JAVIER GONZÁLEZ CÁRDENAS
@Multixavier
Al principio no creímos que lo nuestro fuera tan evidente pero, de alguna extraña manera, resultaba harto visible. Demasiadas coincidencias nos orillaban a vernos el uno al otro. Un cruce de miradas bastaba para que ambos comprendiésemos que una fragua íntima nos fundía y mezclaba con descaro. Para colmo, los dos usábamos lentes de aumento, porque estaban de moda y no por óptica necesidad. Hasta en eso coincidíamos: el mismo modelo de bifocales: armazones de plástico rectangulares que nos daban un aire de eruditos rentables. Los adquirimos en el mismo sitio, por si fuera poco, en una promoción lanzada por el Departamento de Recursos Humanos de la empresa. Por eso nunca nos detuvimos a conversar: eran demasiadas casualidades: estar hechos a la misma medida causaba recelo entre los colegas. Un vago “buenos días” y un “hasta mañana” eran las frases que nos disparábamos a mansalva, con tanta pasión disfrazada de indiferencia que hasta los lentes nos temblaban. Ambos teníamos pareja: otro detallito que nos unía, o ¿nos cachondeaba? Lo prohibido siempre es más seductor a la hora del coqueteo. Pero eso sí: nunca hubo contacto físico. Sabíamos muy bien en dónde estábamos parados. Sabíamos en qué escaparate del tiempo se concentraban nuestros deseos, expuestos ante el público mirón y cínico de la oficina. Y, por encima de todo, estaban nuestras respectivas parejas, como muros, separándonos como a residentes de distintos países, obligándonos a vernos siempre de ladito.

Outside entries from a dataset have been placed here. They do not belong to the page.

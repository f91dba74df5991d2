//! Command layer between a messaging transport and the access list
//!
//! The transport hands over a request (a text line or name plus tokens),
//! the [`Dispatcher`] runs it against the store and returns the reply text.

pub mod dispatch;
pub mod menu;
pub mod request;

pub use dispatch::{render_listing, Dispatcher, Reply};
pub use menu::render_menu;
pub use request::Command;
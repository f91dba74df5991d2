//! Allow-list and budget store
//!
//! The access list is an ordered sequence of (identity, budget) records kept
//! in two aligned comma-separated lines of an env file.

pub mod access;
pub mod envfile;
pub mod record;

pub use access::AccessStore;
pub use envfile::{EnvKeys, DEFAULT_BUDGET_KEY, DEFAULT_IDENTITY_KEY};
pub use record::{BudgetPolicy, Record};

Hubo una ocasión en que estuvimos a punto de perder el freno. Fue un encontronazo casual: Ana salía de la oficina y yo apenas entraba. Creí que acabaríamos dándonos un beso, pero a lo más que llegamos fue a empañarnos los vidrios de los armazones. Desde entonces nos vemos medio desenfocados, como si una membrana sensible se nos hubiese enturbiado más allá de los lentes, al fondo de nuestras miradas ansiosas, hambrientas de contacto. Incluso el gerente del área nos sorprendió esa tarde cuando casi chocábamos, y dio aviso al Departamento de Recursos Humanos de manera precautoria. Estaba prohibido que dos empleados de la misma gerencia fueran novios. Nos lo advirtieron desde el primer día de labores: “Todo el que mira una mujer deseándola, ya cometió adulterio con ella en su corazón”. Mateo 5-28.

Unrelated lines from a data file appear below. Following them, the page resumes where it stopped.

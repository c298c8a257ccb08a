//! Derived products computed from cached station series.

pub mod aggregate;
pub mod calendar;
pub mod generation;
pub mod math;
pub mod playback;
pub mod summary;
pub mod timeframes;
pub mod wind_rose;

pub use aggregate::aggregate;
pub use generation::{estimate_generation_mwh, WindFarmParams};
pub use playback::{FrameQuality, PlaybackFrame, QualityCounts};
pub use summary::{build_summary, expected_points, FeasibilitySummary, SummaryContext};
pub use timeframes::{ComparisonDelta, TimeframeBucket, TimeframeGroupBy};
pub use wind_rose::{build_wind_rose, WindRoseSummary};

La raíz de nuestro romance radicaba en el qué será, en el qué tal si. Ahí clareaba la raíz de la aventura. No podíamos tocarnos y, sin embargo, intuíamos que algo entre nosotros estaba amalgamado, revuelto en una sola y cruel infidelidad trunca, irrealizable. Más tarde nos sentimos mal, completamente desmoralizados, incapaces de materializar el crimen de nuestros ojos. Dolía sabernos pecadores de baja estopa: amantes virtuales, de mirada sudada. En uno de esos insospechados días pudimos enviarnos señas a través de los anteojos, así intensificamos nuestros deseos a distancia y compartimos ojeadas sugestivas hasta cogernos con el parpadeo de la imaginación.

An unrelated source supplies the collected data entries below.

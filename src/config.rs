use anyhow::{Context, Result};
use chrono_tz::Tz;
use figment::{providers::{Env, Format, Toml}, Figment};
use serde::Deserialize;
use std::net::SocketAddr;
use std::time::Duration;

#[derive(Debug, Clone, Deserialize)]
pub struct Config {
    pub server: ServerConfig,
    pub upstream: UpstreamConfig,
    #[serde(default)]
    pub cache: CacheConfig,
    #[serde(default)]
    pub jobs: JobsConfig,
    #[serde(default)]
    pub analytics: AnalyticsConfig,
    pub db: DbConfig,
}

#[derive(Debug, Clone, Deserialize)]
pub struct ServerConfig {
    pub host: String,
    pub port: u16,
    #[serde(default = "default_request_timeout_secs")]
    pub request_timeout_secs: u64,
}

impl ServerConfig {
    pub fn socket_addr(&self) -> Result<SocketAddr> {
        Ok(format!("{}:{}", self.host, self.port).parse()?)
    }
}

fn default_request_timeout_secs() -> u64 {
    60
}

/// AEMET OpenData access and pacing.
#[derive(Debug, Clone, Deserialize)]
pub struct UpstreamConfig {
    pub base_url: String,
    #[serde(default)]
    pub api_key: String,
    #[serde(default = "default_upstream_timeout")]
    pub request_timeout_seconds: u64,
    #[serde(default = "default_min_interval")]
    pub min_request_interval_seconds: f64,
    #[serde(default = "default_retry_after_cap")]
    pub retry_after_cap_seconds: u64,
}

impl UpstreamConfig {
    /// The configured key, or `None` while it still holds the placeholder.
    pub fn api_key(&self) -> Option<&str> {
        let key = self.api_key.trim();
        if key.is_empty() || key.starts_with("__SET_VIA_ENV") {
            None
        } else {
            Some(key)
        }
    }

    pub fn min_request_interval(&self) -> Duration {
        Duration::from_secs_f64(self.min_request_interval_seconds.max(0.0))
    }

    pub fn request_timeout(&self) -> Duration {
        Duration::from_secs(self.request_timeout_seconds.max(1))
    }

    pub fn retry_after_cap(&self) -> Duration {
        Duration::from_secs(self.retry_after_cap_seconds.max(1))
    }
}

fn default_upstream_timeout() -> u64 {
    20
}

fn default_min_interval() -> f64 {
    2.0
}

fn default_retry_after_cap() -> u64 {
    600
}

#[derive(Debug, Clone, Deserialize)]
pub struct CacheConfig {
    pub current_month_freshness_hours: i64,
    pub latest_lookback_days: i64,
    pub warm_cache_hours: i64,
    pub warm_cache_interval_minutes: u64,
}

impl Default for CacheConfig {
    fn default() -> Self {
        Self {
            current_month_freshness_hours: 24,
            latest_lookback_days: 720,
            warm_cache_hours: 720,
            warm_cache_interval_minutes: 60,
        }
    }
}

#[derive(Debug, Clone, Deserialize)]
pub struct JobsConfig {
    pub background_enabled: bool,
    pub max_attempts: u32,
    pub drive_by_max_windows: usize,
    pub api_calls_per_window: u32,
}

impl Default for JobsConfig {
    fn default() -> Self {
        Self {
            background_enabled: true,
            max_attempts: 4,
            drive_by_max_windows: 2,
            api_calls_per_window: 2,
        }
    }
}

#[derive(Debug, Clone, Deserialize)]
pub struct AnalyticsConfig {
    pub local_timezone: String,
    pub max_playback_frames: usize,
}

impl AnalyticsConfig {
    pub fn timezone(&self) -> Result<Tz> {
        self.local_timezone
            .parse::<Tz>()
            .map_err(|e| anyhow::anyhow!(e))
            .with_context(|| format!("invalid analytics.local_timezone '{}'", self.local_timezone))
    }
}

impl Default for AnalyticsConfig {
    fn default() -> Self {
        Self {
            local_timezone: "Europe/Madrid".to_string(),
            max_playback_frames: 1500,
        }
    }
}

#[derive(Debug, Clone, Deserialize)]
pub struct DbConfig {
    pub url: String,
}

impl Config {
    pub fn load() -> Result<Self> {
        dotenvy::dotenv().ok();
        let figment = Figment::new()
            .merge(Toml::file("config/default.toml"))
            .merge(Env::prefixed("AWC__").split("__"));
        Self::from_figment(figment)
    }

    pub fn from_figment(figment: Figment) -> Result<Self> {
        let cfg: Config = figment.extract().context("failed to extract configuration")?;
        cfg.analytics.timezone()?;
        Ok(cfg)
    }
}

Desde aquella tarde continuamos haciéndonos el amor en la habitación de nuestras mentes: con los ojos, con medias sonrisas o gestos enrarecidos por los respectivos armazones. A veces parpadeábamos con rapidez, sin razón aparente, al mismo tiempo, y se desataba un pestañeo parlante, lleno de invitaciones obscenas. En otras ocasiones Ana era quien iba más lejos: inclinaba el rostro, atrevida, contemplándome desde la orilla de sus lentes. Coincidían los movimientos y sus interpretaciones: compartíamos un lenguaje secreto. Pero esto no dejaba de desgastarnos. Hubo días en que nuestros rostros evidenciaban remordimientos y atizaban, a su vez, el viboreo de la oficina. Desde entonces, antes de empezar el día, nos quitamos los anteojos y les dejamos descansar en el cajón de algún escritorio, secretamente, colocando unos encima de los otros, esperando que la culpa caiga sobre ellos. Hemos aprendido a ser felices sabiendo que ellos sí hacen el amor sin pena, sin desasosiegos, lejos de murmullos y envidias, inocentes y amorosos, representándonos furiosamente hasta el orgasmo.